Upgrade from elastic 1.3.2 to 2.3.1 and more space for the indexes

saiprasad_mishra · May 6, 2016, 8:56pm

Hi All

I am seeing double the space when we migrated data for one index in es 1.3.2 version to 2.3.1 version even with doc_values false for our non analyzed fields

The index size was 772 GB in 1.3.2 and it became 1.3 TB in 2.3.1 version.
I see the norm files are much bigger now

Any idea if this is expected ...then we need to factor more capacity for the new version

Regards
Sai

warkolm · May 7, 2016, 1:46am

Did you run a force merge after you had finished indexing?

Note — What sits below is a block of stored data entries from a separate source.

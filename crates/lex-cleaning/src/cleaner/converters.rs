//! Value conversions used by the typed stages.
//!
//! Every conversion is total: a value that does not convert becomes `None`.

use crate::cleaner::dates::normalize_date_text;
use crate::utils::parse_number;

/// Strip thousands separators, then every character that is not an ASCII
/// digit, `.` or `-`.
pub(crate) fn clean_money_string(value: &str) -> String {
    value
        .replace(',', "")
        .chars()
        .filter(|c| c.is_ascii_digit() || *c == '.' || *c == '-')
        .collect()
}

/// Strip `%` signs and surrounding whitespace.
pub(crate) fn clean_percent_string(value: &str) -> String {
    value.replace('%', "").trim().to_string()
}

/// Parse trimmed values as plain numbers.
pub(crate) fn strings_to_numbers(values: &[Option<String>]) -> Vec<Option<f64>> {
    values
        .iter()
        .map(|v| v.as_deref().and_then(parse_number))
        .collect()
}

/// Parse money-formatted values (`$1,200`, `1,000.50 USD`).
pub(crate) fn money_to_numbers(values: &[Option<String>]) -> Vec<Option<f64>> {
    values
        .iter()
        .map(|v| {
            v.as_deref()
                .map(clean_money_string)
                .and_then(|s| parse_number(&s))
        })
        .collect()
}

/// Parse percentage values (`10%`, ` 5 `).
pub(crate) fn percent_to_numbers(values: &[Option<String>]) -> Vec<Option<f64>> {
    values
        .iter()
        .map(|v| {
            v.as_deref()
                .map(clean_percent_string)
                .and_then(|s| parse_number(&s))
        })
        .collect()
}

/// Re-render date values as `DD/MM/YYYY`.
pub(crate) fn strings_to_dates(values: &[Option<String>]) -> Vec<Option<String>> {
    values
        .iter()
        .map(|v| v.as_deref().and_then(normalize_date_text))
        .collect()
}
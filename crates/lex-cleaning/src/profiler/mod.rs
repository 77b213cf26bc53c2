//! Column profiling module.
//!
//! Shape-based classification of columns into numeric, date or text.

mod type_inference;

pub use type_inference::{TypeInferenceEngine, classify_column};
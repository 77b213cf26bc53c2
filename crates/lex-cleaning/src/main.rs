//! CLI entry point for the CSV cleaner.

use anyhow::{Result, anyhow};
use clap::Parser;
use dotenv::dotenv;
use lex_cleaning::{
    BatchDriver, BatchReport, BatchSummary, CleanerConfig, FileOutcome, Pipeline, ReportGenerator,
};
use std::path::{Path, PathBuf};
use tracing::{info, warn};

/// Name of the output directory created next to the input directory.
const DEFAULT_OUTPUT_DIR_NAME: &str = "cleaned data";

#[derive(Parser, Debug)]
#[command(
    author = "Lex Machina Team",
    version,
    about = "Heuristic CSV cleaner",
    long_about = "Cleans every CSV file of a directory: canonical column names, \
                  missing-value tokens to nulls, per-column type inference, \
                  DD/MM/YYYY dates, numeric money and percentage columns.\n\n\
                  EXAMPLES:\n  \
                  # Clean ./raw into './cleaned data'\n  \
                  lex-cleaning --input-dir raw\n\n  \
                  # Preview the column decisions without writing\n  \
                  lex-cleaning --input-dir raw --dry-run\n\n  \
                  # Machine-readable batch report\n  \
                  lex-cleaning --input-dir raw --json | jq .files_failed"
)]
struct Args {
    /// Directory holding the raw CSV files
    #[arg(short, long)]
    input_dir: PathBuf,

    /// Directory for the cleaned files
    ///
    /// Defaults to "cleaned data" next to the input directory
    #[arg(short, long)]
    output_dir: Option<PathBuf>,

    /// JSON configuration file (keywords, sentinel tokens, thresholds)
    #[arg(short, long)]
    config: Option<PathBuf>,

    /// Prefix for cleaned file names
    #[arg(long)]
    prefix: Option<String>,

    /// Log level (trace, debug, info, warn, error)
    #[arg(short, long, default_value = "info")]
    log_level: String,

    /// Suppress progress output (only show warnings and errors)
    #[arg(short, long)]
    quiet: bool,

    /// Output the batch report as JSON on stdout
    ///
    /// Disables all logs; only the final JSON report is printed.
    #[arg(long)]
    json: bool,

    /// Write a JSON report per file and a batch report to the output directory
    #[arg(short = 'r', long)]
    emit_report: bool,

    /// Clean the files and print the column decisions without writing anything
    #[arg(long)]
    dry_run: bool,
}

/// Initialize the tracing subscriber for logging.
///
/// When `json_output` is true, logging is completely disabled to ensure
/// only JSON is written to stdout.
fn init_logging(level: &str, quiet: bool, json_output: bool) {
    if json_output {
        return;
    }

    use tracing_subscriber::EnvFilter;

    let effective_level = if quiet { "warn" } else { level };

    let filter =
        EnvFilter::try_from_default_env().unwrap_or_else(|_| EnvFilter::new(effective_level));

    tracing_subscriber::fmt()
        .with_env_filter(filter)
        .with_target(false)
        .init();
}

fn main() -> Result<()> {
    let args = Args::parse();

    // Load environment variables from .env file (RUST_LOG)
    dotenv().ok();

    init_logging(&args.log_level, args.quiet, args.json);

    let config = load_config(&args)?;
    let pipeline = Pipeline::builder()
        .config(config)
        .build()
        .map_err(|e| anyhow!("Invalid configuration: {}", e))?;

    let output_dir = args
        .output_dir
        .clone()
        .unwrap_or_else(|| default_output_dir(&args.input_dir));

    info!("Input directory: {}", args.input_dir.display());
    if !args.dry_run {
        info!("Output directory: {}", output_dir.display());
    }

    let summary = BatchDriver::new(&pipeline, &output_dir)
        .emit_reports(args.emit_report && !args.dry_run)
        .dry_run(args.dry_run)
        .run(&args.input_dir)?;

    let report = BatchReport::from_summary(&summary);

    if args.emit_report && !args.dry_run {
        ReportGenerator::new(output_dir.clone()).write_batch_report(&report)?;
    }

    if args.json {
        println!("{}", serde_json::to_string_pretty(&report)?);
    } else if args.dry_run {
        print_dry_run(&summary);
    } else if !args.quiet {
        print_summary(&summary);
    }

    if summary.failed_count() > 0 {
        warn!(
            "{} of {} files failed",
            summary.failed_count(),
            summary.outcomes.len()
        );
    }

    Ok(())
}

fn load_config(args: &Args) -> Result<CleanerConfig> {
    let mut config = match &args.config {
        Some(path) => CleanerConfig::from_json_file(path)?,
        None => CleanerConfig::default(),
    };

    if let Some(prefix) = &args.prefix {
        config.output_prefix = prefix.clone();
    }

    Ok(config)
}

/// `<parent of input>/cleaned data`, or `./cleaned data` when the input has no parent.
fn default_output_dir(input_dir: &Path) -> PathBuf {
    input_dir
        .parent()
        .filter(|p| !p.as_os_str().is_empty())
        .unwrap_or_else(|| Path::new("."))
        .join(DEFAULT_OUTPUT_DIR_NAME)
}

/// Print the column decisions of every file.
///
/// Uses `println!` intentionally: this is the primary output of `--dry-run`.
fn print_dry_run(summary: &BatchSummary) {
    println!("\n{}", "=".repeat(80));
    println!("DRY RUN - Column decisions (nothing written)");
    println!("{}", "=".repeat(80));

    for outcome in &summary.outcomes {
        println!("\n{}", outcome.input().display());
        println!("{}", "-".repeat(40));
        match outcome {
            FileOutcome::Cleaned { summary, .. } => {
                println!(
                    "  Rows: {} -> {}",
                    summary.rows_before, summary.rows_after
                );
                println!("{:<30} {:<10} {:<10}", "  Column", "Inferred", "Final");
                for name in &summary.column_names {
                    let inferred = summary
                        .heuristic_kind(name)
                        .map(|k| k.as_str())
                        .unwrap_or("-");
                    let last = summary.final_kind(name).map(|k| k.as_str()).unwrap_or("-");
                    println!("  {:<28} {:<10} {:<10}", truncate_str(name, 27), inferred, last);
                }
            }
            FileOutcome::Failed { error, .. } => println!("  FAILED: {}", error),
        }
    }
    println!();
}

fn print_summary(summary: &BatchSummary) {
    println!("\n{}", "=".repeat(80));
    println!("CLEANING SUMMARY");
    println!("{}", "=".repeat(80));
    println!("  Files cleaned: {}", summary.cleaned_count());
    println!("  Files failed:  {}", summary.failed_count());
    println!("  Duration:      {}ms", summary.duration_ms);

    for outcome in &summary.outcomes {
        match outcome {
            FileOutcome::Cleaned {
                input,
                output,
                summary,
            } => println!(
                "  OK   {} -> {} ({} rows, {} duplicates removed)",
                input.display(),
                output
                    .as_ref()
                    .map(|p| p.display().to_string())
                    .unwrap_or_default(),
                summary.rows_after,
                summary.duplicates_removed()
            ),
            FileOutcome::Failed { input, error, .. } => {
                println!("  FAIL {}: {}", input.display(), error)
            }
        }
    }
    println!("{}", "=".repeat(80));
}

/// Truncate a string to a maximum number of characters.
fn truncate_str(s: &str, max_len: usize) -> String {
    if s.chars().count() <= max_len {
        s.to_string()
    } else {
        let truncated: String = s.chars().take(max_len.saturating_sub(3)).collect();
        format!("{}...", truncated)
    }
}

saiprasad_mishra · May 7, 2016, 2:31am

Thanks for the reply Mark

The size I mentioned in just after the import from knapsack was done.
I just finished running force merge and still the size has not reduced rather it has increased to 1.8TB

I will dig further. Pls. lmk if you have seen this kind of issue before

Regards
Sai

s1monw · May 9, 2016, 9:21am

hey, did you flush and refresh after the force merge? Unless you refresh you won't see the old space used by segments that existed prior to the force merge and that will likely result in higher disk usage? Also can you tell us how you are measure/get the size, is that an API call on ES (if so please post the result here) if not please show the output of your command.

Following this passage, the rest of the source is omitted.